Run through the data and copy out every line that mentions the word "enum".

----

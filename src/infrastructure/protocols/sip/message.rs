//! SIP message codec
//!
//! A deliberately lenient parser: anything that does not look like a SIP
//! request or response is returned as an empty message for which both
//! [`SipMessage::is_request`] and [`SipMessage::is_reply`] are false.

use std::collections::HashMap;
use std::fmt;
use std::str::FromStr;
use thiserror::Error;

/// SIP errors
#[derive(Error, Debug, Clone, PartialEq, Eq)]
pub enum SipError {
    #[error("Parse error: {0}")]
    ParseError(String),

    #[error("Invalid message: {0}")]
    InvalidMessage(String),

    #[error("Authentication error: {0}")]
    Authentication(String),

    #[error("Invalid state: {0}")]
    InvalidState(String),

    #[error("Not connected to server")]
    NotConnected,

    #[error("Unknown call: {0}")]
    UnknownCall(String),

    #[error("Transport error: {0}")]
    Transport(String),

    #[error("Media error: {0}")]
    Media(String),
}

impl From<rsip::Error> for SipError {
    fn from(err: rsip::Error) -> Self {
        SipError::ParseError(err.to_string())
    }
}

/// SIP methods understood by the user agent
#[derive(Debug, Clone, Copy, PartialEq, Eq, Hash)]
pub enum SipMethod {
    Register,
    Invite,
    Ack,
    Cancel,
    Bye,
    Options,
}

impl SipMethod {
    pub fn as_str(&self) -> &'static str {
        match self {
            SipMethod::Register => "REGISTER",
            SipMethod::Invite => "INVITE",
            SipMethod::Ack => "ACK",
            SipMethod::Cancel => "CANCEL",
            SipMethod::Bye => "BYE",
            SipMethod::Options => "OPTIONS",
        }
    }
}

impl FromStr for SipMethod {
    type Err = SipError;

    fn from_str(s: &str) -> Result<Self, Self::Err> {
        match s {
            "REGISTER" => Ok(SipMethod::Register),
            "INVITE" => Ok(SipMethod::Invite),
            "ACK" => Ok(SipMethod::Ack),
            "CANCEL" => Ok(SipMethod::Cancel),
            "BYE" => Ok(SipMethod::Bye),
            "OPTIONS" => Ok(SipMethod::Options),
            other => Err(SipError::ParseError(format!("Unknown method: {}", other))),
        }
    }
}

impl fmt::Display for SipMethod {
    fn fmt(&self, f: &mut fmt::Formatter<'_>) -> fmt::Result {
        write!(f, "{}", self.as_str())
    }
}

const SIP_VERSION: &str = "SIP/2.0";

/// Compact header forms (RFC 3261 Section 7.3.3)
const COMPACT_FORMS: [(&str, &str); 8] = [
    ("c", "Content-Type"),
    ("f", "From"),
    ("i", "Call-ID"),
    ("k", "Supported"),
    ("l", "Content-Length"),
    ("m", "Contact"),
    ("t", "To"),
    ("v", "Via"),
];

fn expand_header_name(name: &str) -> String {
    COMPACT_FORMS
        .iter()
        .find(|(short, _)| short.eq_ignore_ascii_case(name))
        .map(|(_, long)| long.to_string())
        .unwrap_or_else(|| name.to_string())
}

/// Split `value` on `separator`, ignoring separators inside quotes or `<...>`.
pub(crate) fn split_unquoted(value: &str, separator: char) -> Vec<&str> {
    let mut parts = Vec::new();
    let mut quoted = false;
    let mut bracketed = false;
    let mut start = 0;

    for (i, c) in value.char_indices() {
        match c {
            '"' => quoted = !quoted,
            '<' if !quoted => bracketed = true,
            '>' if !quoted => bracketed = false,
            c if c == separator && !quoted && !bracketed => {
                parts.push(&value[start..i]);
                start = i + c.len_utf8();
            }
            _ => {}
        }
    }
    parts.push(&value[start..]);
    parts
}

/// Extract the URI from a name-addr such as `"Bob" <sip:bob@example.com>;tag=1`.
///
/// Returns `None` if no `<sip:...>` part is present or the URI is invalid.
pub fn sip_address_to_uri(address: &str) -> Option<String> {
    let start = address.find('<')?;
    let end = start + address[start..].find('>')?;
    let uri = address[start + 1..end].trim();
    if !uri.starts_with("sip:") {
        return None;
    }
    rsip::Uri::try_from(uri).ok()?;
    Some(uri.to_string())
}

/// A SIP request or response
#[derive(Debug, Clone, Default, PartialEq, Eq)]
pub struct SipMessage {
    method: String,
    uri: String,
    status_code: u16,
    reason_phrase: String,
    fields: Vec<(String, String)>,
    body: Vec<u8>,
}

impl SipMessage {
    /// Create a request with the given method and request-URI
    pub fn new_request(method: SipMethod, uri: impl Into<String>) -> Self {
        Self {
            method: method.as_str().to_string(),
            uri: uri.into(),
            ..Default::default()
        }
    }

    /// Create a response with the given status code and reason phrase
    pub fn new_response(status_code: u16, reason_phrase: impl Into<String>) -> Self {
        Self {
            status_code,
            reason_phrase: reason_phrase.into(),
            ..Default::default()
        }
    }

    /// Parse a SIP message from wire bytes
    pub fn parse(data: &[u8]) -> Self {
        let mut message = Self::default();

        let head_end = match find_crlf(data, 0) {
            Some(pos) => pos,
            None => return message,
        };
        let start_line = String::from_utf8_lossy(&data[..head_end]);

        if start_line.starts_with("SIP/2.0 ") && start_line.len() >= 10 {
            let code = start_line.get(8..11).and_then(|c| c.parse::<u16>().ok());
            match code {
                Some(code) => {
                    message.status_code = code;
                    message.reason_phrase =
                        start_line.get(12..).unwrap_or_default().trim().to_string();
                }
                None => return Self::default(),
            }
        } else if start_line.ends_with(" SIP/2.0") && start_line.len() > 10 {
            let request = &start_line[..start_line.len() - SIP_VERSION.len() - 1];
            match request.split_once(' ') {
                Some((method, uri)) if !method.is_empty() && !uri.trim().is_empty() => {
                    message.method = method.to_string();
                    message.uri = uri.trim().to_string();
                }
                _ => return Self::default(),
            }
        } else {
            return Self::default();
        }

        let mut pos = head_end + 2;
        loop {
            let line_end = match find_crlf(data, pos) {
                Some(end) => end,
                // unterminated header section
                None => return Self::default(),
            };
            if line_end == pos {
                message.body = data[pos + 2..].to_vec();
                break;
            }

            let line = String::from_utf8_lossy(&data[pos..line_end]);
            if line.starts_with(' ') || line.starts_with('\t') {
                // folded continuation of the previous header
                if let Some((_, value)) = message.fields.last_mut() {
                    value.push(' ');
                    value.push_str(line.trim());
                }
            } else if let Some((name, value)) = line.split_once(':') {
                message
                    .fields
                    .push((expand_header_name(name.trim()), value.trim().to_string()));
            }
            pos = line_end + 2;
        }

        message
    }

    /// Serialize the message for transmission
    pub fn to_bytes(&self) -> Vec<u8> {
        let mut out = String::new();

        if self.is_reply() {
            out.push_str(&format!(
                "{} {} {}\r\n",
                SIP_VERSION, self.status_code, self.reason_phrase
            ));
        } else if self.is_request() {
            out.push_str(&format!("{} {} {}\r\n", self.method, self.uri, SIP_VERSION));
        }

        for (name, value) in &self.fields {
            out.push_str(&format!("{}: {}\r\n", name, value));
        }
        if !self.has_header_field("Content-Length") {
            out.push_str(&format!("Content-Length: {}\r\n", self.body.len()));
        }
        out.push_str("\r\n");

        let mut bytes = out.into_bytes();
        bytes.extend_from_slice(&self.body);
        bytes
    }

    pub fn is_request(&self) -> bool {
        !self.method.is_empty() && !self.uri.is_empty()
    }

    pub fn is_reply(&self) -> bool {
        self.status_code != 0
    }

    pub fn method(&self) -> &str {
        &self.method
    }

    pub fn uri(&self) -> &str {
        &self.uri
    }

    pub fn status_code(&self) -> u16 {
        self.status_code
    }

    pub fn reason_phrase(&self) -> &str {
        &self.reason_phrase
    }

    pub fn body(&self) -> &[u8] {
        &self.body
    }

    pub fn set_body(&mut self, body: impl Into<Vec<u8>>) {
        self.body = body.into();
    }

    /// All header fields in insertion order
    pub fn header_fields(&self) -> &[(String, String)] {
        &self.fields
    }

    pub fn has_header_field(&self, name: &str) -> bool {
        self.fields.iter().any(|(n, _)| n.eq_ignore_ascii_case(name))
    }

    /// Values of every copy of a header, split on commas
    pub fn header_field_values(&self, name: &str) -> Vec<String> {
        self.fields
            .iter()
            .filter(|(n, _)| n.eq_ignore_ascii_case(name))
            .flat_map(|(_, value)| split_unquoted(value, ','))
            .map(|v| v.trim().to_string())
            .filter(|v| !v.is_empty())
            .collect()
    }

    /// Values of every copy of a header, joined with ", "
    pub fn header_field(&self, name: &str) -> String {
        self.header_field_values(name).join(", ")
    }

    /// Replace every copy of a header with a single value
    pub fn set_header_field(&mut self, name: &str, value: impl Into<String>) {
        self.remove_header_field(name);
        self.fields.push((name.to_string(), value.into()));
    }

    /// Append a header, keeping existing copies
    pub fn add_header_field(&mut self, name: &str, value: impl Into<String>) {
        self.fields.push((name.to_string(), value.into()));
    }

    pub fn remove_header_field(&mut self, name: &str) {
        self.fields.retain(|(n, _)| !n.eq_ignore_ascii_case(name));
    }

    /// CSeq number
    pub fn sequence_number(&self) -> u32 {
        self.header_field("CSeq")
            .split_whitespace()
            .next()
            .and_then(|n| n.parse().ok())
            .unwrap_or(0)
    }

    /// CSeq method
    pub fn sequence_method(&self) -> String {
        self.header_field("CSeq")
            .split_whitespace()
            .nth(1)
            .unwrap_or_default()
            .to_string()
    }

    /// Branch parameter of the topmost Via
    pub fn branch(&self) -> Option<String> {
        let via = self.header_field_values("Via").into_iter().next()?;
        Self::value_parameters(&via).remove("branch")
    }

    /// Parse the `;key=value` parameters that follow a header value
    pub fn value_parameters(value: &str) -> HashMap<String, String> {
        split_unquoted(value, ';')
            .into_iter()
            .skip(1)
            .filter_map(|param| {
                let param = param.trim();
                if param.is_empty() {
                    return None;
                }
                let (key, value) = param.split_once('=').unwrap_or((param, ""));
                Some((
                    key.trim().to_lowercase(),
                    value.trim().trim_matches('"').to_string(),
                ))
            })
            .collect()
    }
}

impl fmt::Display for SipMessage {
    fn fmt(&self, f: &mut fmt::Formatter<'_>) -> fmt::Result {
        write!(f, "{}", String::from_utf8_lossy(&self.to_bytes()))
    }
}

fn find_crlf(data: &[u8], from: usize) -> Option<usize> {
    data.get(from..)?
        .windows(2)
        .position(|w| w == b"\r\n")
        .map(|p| p + from)
}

----

# RESPONSE BELOW
pub enum SipError {
pub enum SipMethod {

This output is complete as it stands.